Project Spotlight: Civic Quarter & SmartRock2 Sensors

CE Construction Solutions are proud to have partnered with The Elvin Group and Construction Control on delivering a huge technical advance in concrete testing systems for the Civic Quarter project. Engaging with innovations in concrete testing, the SmartRock2 concrete maturity sensors were installed across the entirety of this project. As three companies that value being at the forefront of the technological advancements within the construction industry, it was exciting for all parties to utilise this new IoT innovation and find new ways to unlock the true potential of concrete in construction by creating efficiencies within this the prestigious multi-storey development. 

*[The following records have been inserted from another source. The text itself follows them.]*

//! Type patterns a handler registration accepts.

use std::fmt;
use std::sync::Arc;

use typebind_core::{ParseError, TypeDescriptor};

/// Predicate signature for [`TypePattern::Predicate`].
pub type TypePredicate = dyn Fn(&TypeDescriptor) -> bool + Send + Sync;

/// A matcher over canonical type descriptors.
///
/// ```
/// use typebind_registry::TypePattern;
/// use typebind_parser::parse_type;
///
/// let exact = TypePattern::exact("testtype*").unwrap();
/// assert!(exact.accepts(&parse_type("testtype *").unwrap()));
///
/// let any_foo_ptr = TypePattern::pointer_to("Foo");
/// assert!(any_foo_ptr.accepts(&parse_type("const Foo*").unwrap()));
/// assert!(!any_foo_ptr.accepts(&parse_type("Foo").unwrap()));
/// ```
#[derive(Clone)]
pub enum TypePattern {
    /// Exactly this type, compared in canonical form.
    Exact(TypeDescriptor),
    /// A single pointer to the named base type, const or not.
    PointerTo(String),
    /// Any instantiation of the named single-argument template.
    TemplateOf(String),
    /// Arbitrary structural test.
    Predicate(Arc<TypePredicate>),
}

impl TypePattern {
    /// Parse a literal type string into an exact pattern.
    pub fn exact(ctype: &str) -> Result<Self, ParseError> {
        typebind_parser::parse_type(ctype).map(TypePattern::Exact)
    }

    pub fn pointer_to(base: impl Into<String>) -> Self {
        TypePattern::PointerTo(base.into())
    }

    pub fn template_of(name: impl Into<String>) -> Self {
        TypePattern::TemplateOf(name.into())
    }

    pub fn predicate(f: impl Fn(&TypeDescriptor) -> bool + Send + Sync + 'static) -> Self {
        TypePattern::Predicate(Arc::new(f))
    }

    /// Whether this pattern accepts the given canonical type.
    pub fn accepts(&self, ty: &TypeDescriptor) -> bool {
        match self {
            TypePattern::Exact(expected) => expected == ty,
            TypePattern::PointerTo(base) => {
                ty.pointer_depth() == 1
                    && !ty.is_reference()
                    && !ty.is_template()
                    && &ty.base_name == base
            }
            TypePattern::TemplateOf(name) => ty.is_template() && &ty.base_name == name,
            TypePattern::Predicate(f) => f(ty),
        }
    }

    /// The literal type, for exact patterns.
    pub fn literal(&self) -> Option<&TypeDescriptor> {
        match self {
            TypePattern::Exact(ty) => Some(ty),
            _ => None,
        }
    }
}

impl fmt::Debug for TypePattern {
    fn fmt(&self, f: &mut fmt::Formatter<'_>) -> fmt::Result {
        match self {
            TypePattern::Exact(ty) => write!(f, "Exact({ty})"),
            TypePattern::PointerTo(base) => write!(f, "PointerTo({base})"),
            TypePattern::TemplateOf(name) => write!(f, "TemplateOf({name})"),
            TypePattern::Predicate(_) => write!(f, "Predicate(<fn>)"),
        }
    }
}
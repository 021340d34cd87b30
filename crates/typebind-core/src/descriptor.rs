//! TypeDescriptor - the structured form of a native type string.
//!
//! A descriptor is produced by the type parser and is the unit every
//! handler pattern and transformation works against. Its [`Display`]
//! implementation is the canonical rendering used as the catalog key, so
//! two spellings of the same type (`Foo*`, `Foo *`, `Foo  *`) compare equal
//! once parsed.
//!
//! # Canonical Form
//!
//! ```text
//! int                  -> "int"
//! const char*          -> "const char *"
//! MySmartPointer<Foo>  -> "MySmartPointer<Foo>"
//! Foo**&               -> "Foo **&"
//! Foo &&               -> "Foo &&"
//! ```
//!
//! Pointer and reference markers keep the order they were written in.

use std::fmt::{self, Display, Formatter};

/// One trailing `*` or `&` marker.
#[derive(Debug, Clone, Copy, PartialEq, Eq, Hash)]
pub enum Indirection {
    Pointer,
    Reference,
}

impl Indirection {
    pub fn as_char(self) -> char {
        match self {
            Indirection::Pointer => '*',
            Indirection::Reference => '&',
        }
    }
}

/// A parsed native type.
///
/// Invariant: `template_arg` is only set when the type was written as a
/// single-argument template instantiation.
#[derive(Debug, Clone, PartialEq, Eq, Hash)]
pub struct TypeDescriptor {
    /// Base identifier, including any `::` scoping (e.g. `std::string`).
    pub base_name: String,
    /// Single template argument (`Foo` in `Ptr<Foo>`).
    pub template_arg: Option<String>,
    /// Trailing `*` and `&` markers, in source order.
    pub indirections: Vec<Indirection>,
    /// Whether the type carries a leading `const`.
    pub is_const: bool,
}

impl TypeDescriptor {
    /// Create a plain, unqualified type.
    ///
    /// # Example
    ///
    /// ```
    /// use typebind_core::TypeDescriptor;
    ///
    /// let int_type = TypeDescriptor::new("int");
    /// assert!(!int_type.is_pointer());
    /// assert_eq!(int_type.to_string(), "int");
    /// ```
    pub fn new(base_name: impl Into<String>) -> Self {
        Self {
            base_name: base_name.into(),
            template_arg: None,
            indirections: Vec::new(),
            is_const: false,
        }
    }

    /// Set the leading `const` qualifier.
    pub fn with_const(mut self, is_const: bool) -> Self {
        self.is_const = is_const;
        self
    }

    /// Set the pointer depth. Pointers are placed ahead of any references.
    pub fn with_pointers(mut self, depth: u32) -> Self {
        let references = self.reference_depth() as usize;
        let pointers = std::iter::repeat_n(Indirection::Pointer, depth as usize);
        self.indirections = pointers
            .chain(std::iter::repeat_n(Indirection::Reference, references))
            .collect();
        self
    }

    /// Add a trailing `&`, or remove every `&` marker.
    ///
    /// A type that already ends in `&` is left as is.
    pub fn with_reference(mut self, is_reference: bool) -> Self {
        if !is_reference {
            self.indirections.retain(|i| *i != Indirection::Reference);
        } else if self.indirections.last() != Some(&Indirection::Reference) {
            self.indirections.push(Indirection::Reference);
        }
        self
    }

    /// Append one marker.
    pub fn with_indirection(mut self, indirection: Indirection) -> Self {
        self.indirections.push(indirection);
        self
    }

    /// Set the single template argument.
    pub fn with_template_arg(mut self, arg: impl Into<String>) -> Self {
        self.template_arg = Some(arg.into());
        self
    }

    /// Number of `*` markers.
    pub fn pointer_depth(&self) -> u32 {
        self.count(Indirection::Pointer)
    }

    /// Number of `&` markers (2 for `T &&`).
    pub fn reference_depth(&self) -> u32 {
        self.count(Indirection::Reference)
    }

    /// Whether any `&` marker is present.
    #[inline]
    pub fn is_reference(&self) -> bool {
        self.indirections.contains(&Indirection::Reference)
    }

    /// Whether at least one pointer level is present.
    #[inline]
    pub fn is_pointer(&self) -> bool {
        self.indirections.contains(&Indirection::Pointer)
    }

    /// Whether the type is a template instantiation.
    #[inline]
    pub fn is_template(&self) -> bool {
        self.template_arg.is_some()
    }

    /// The same type with the leading `const` removed.
    pub fn without_const(&self) -> Self {
        self.clone().with_const(false)
    }

    /// The type one pointer level down, with references dropped.
    ///
    /// Returns `None` for non-pointer types.
    ///
    /// ```
    /// use typebind_core::TypeDescriptor;
    ///
    /// let pp = TypeDescriptor::new("int").with_pointers(2);
    /// assert_eq!(pp.pointee().unwrap().to_string(), "int *");
    /// assert!(TypeDescriptor::new("int").pointee().is_none());
    /// ```
    pub fn pointee(&self) -> Option<Self> {
        if !self.is_pointer() {
            return None;
        }
        let mut inner = self.clone().with_reference(false);
        inner.indirections.pop();
        Some(inner)
    }

    /// The base type with every qualifier stripped, keeping the template argument.
    pub fn unqualified(&self) -> Self {
        Self {
            base_name: self.base_name.clone(),
            template_arg: self.template_arg.clone(),
            indirections: Vec::new(),
            is_const: false,
        }
    }

    /// Canonical string rendering (same as `to_string()`).
    pub fn canonical(&self) -> String {
        self.to_string()
    }

    fn count(&self, kind: Indirection) -> u32 {
        self.indirections.iter().filter(|i| **i == kind).count() as u32
    }
}

impl Display for TypeDescriptor {
    fn fmt(&self, f: &mut Formatter<'_>) -> fmt::Result {
        if self.is_const {
            write!(f, "const ")?;
        }
        write!(f, "{}", self.base_name)?;
        if let Some(arg) = &self.template_arg {
            write!(f, "<{arg}>")?;
        }
        if !self.indirections.is_empty() {
            write!(f, " ")?;
            for indirection in &self.indirections {
                write!(f, "{}", indirection.as_char())?;
            }
        }
        Ok(())
    }
}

A SmartRock2 Sensor installed at the Civic Quarter site

The SmartRock2 concrete maturity sensor has been used on more projects than any other sensor in the world. This product combines the trusted International maturity testing method (ASTM C1074-17) with the latest in IoT and Bluetooth technology to create an amazing piece of technology. The SmartRock2 sensors were installed/buried within the slabs of Civic Quarter to monitor the time, temperature, maturity index and strength (MPa) of the element which was then transmitted out of the concrete via Bluetooth to a smartphone. The data is calculated based on a mix calibration and provided an immediate MPa reading for the element surrounding the sensor in real-time then can reply that result directly to multiple project stakeholders via its Cloud based features.

Construction Control Site Manager for the Civic Quarter project Pedro da Silva was happy to offer his feedback on his experiences with the SmartRock2 sensors from an on-site perspective. 

“Elvins came to us and offered them as part of testing, and we ran some trials. I wasn’t sure about them at first. I was definitely sceptical at the start, how could this little piece of plastic in the concrete tell me the strength of my slabs. In the beginning we were checking it all with crushes but after some testing they worked out and now I trust and recommend them”.

Installation of a SmartRock2 sensor by Njoud Williams from the Elvin Group

Over 120 SmartRock2 Sensors were installed across the entire span of the Civic Quarter project. 6 sensors were utilised per level across the 6 basement levels, ground floor and 13 upper level floors. By installing the sensors throughout the element, SmartRock2 is able to provide location specific results at the beginning, middle and end of the pour. Construction Control have been able to monitor the strength gain of the concrete across the entire element in real time directly to their smart phones prior to making any critical construction decisions. 

“There real value is the ability to access live data, you can pour a slab today and know what strengths you’re getting straight away. We don’t have to wait and rely on third parties to crush cylinders to make decisions, I have real-time information on my phone.”

A smartphone reading the SmartRock2 sensor on site at Civic Quarter

When looking at Australian Standards, AS3600 offers some insight into a procedure for early age concrete testing stating that “If specified… Control test-samples shall be taken at a minimum frequency of one sample of each 50m3, or part thereof, of a concrete grade placed on any one day and the sample specimens stored and cured under conditions similar to those of the concrete in the work” (AS3600 17.6.2.8 Control Test).

It is the inability to create these similar conditions for storage and curing which makes crushing cylinders for early age results inaccurate and potentially dangerous. This is partly due to a concrete sample cylinder having a large surface area and a small volume of concrete which quickly loses heat. When compared to a concrete element which not only generates heat through the hydration process but retains that heat throughout the its thermal mass. Besides the lack of accuracy in the data provided by early age cylinders they are also a general representation of the concrete and not providing data on the specific locations of critical action such as stressing PT or landing pre-cast elements the following day. When you combine this with the wait to obtain 1-day test results it’s easy to see where the concerns for safety and lost time can occur.

“I don’t know how much time we saved over the course of the project because we were able to stop waiting on crushes. All I know is that we were able to get onto our slabs and start PT and other works as soon as we could, way before we would have gotten crush information back from the labs”.

Concrete Placement: The Elvin Group and CPS Concrete Group

“I’ve told everyone about them, they’re actually using them on another large project of ours just around the corner now. It would be silly not to use them on every project now.”

CE’s General Manager Dan Rowley has seen first hand the race to embrace this technology.

“It’s been great seeing the journey we go on for each new SmartRock2 project. There is always a little apprehension about using a sensor buried in concrete and Bluetooth connections to a Smartphone for testing concrete. After the first few pours the fear disappears and everyone sees the safety, power and potential that Maturity Testing and SmartRock can provide. With regular feedback of a day per level timeline saving and the ability to access and share data from the element 24/7 whenever you desire, its easy to see why SmartRock2 is building an ever growing following of raving fans.”

“SmartRock2 takes a 40 year old proven International concrete test method in ASTM C1074, combines it with the latest in IoT advances and unlocks the true protentional of a concrete structure.”

At CE we are driving to help you work safer, smarter and faster. This is just another example of the ways in which we strive to make your project the best it can be.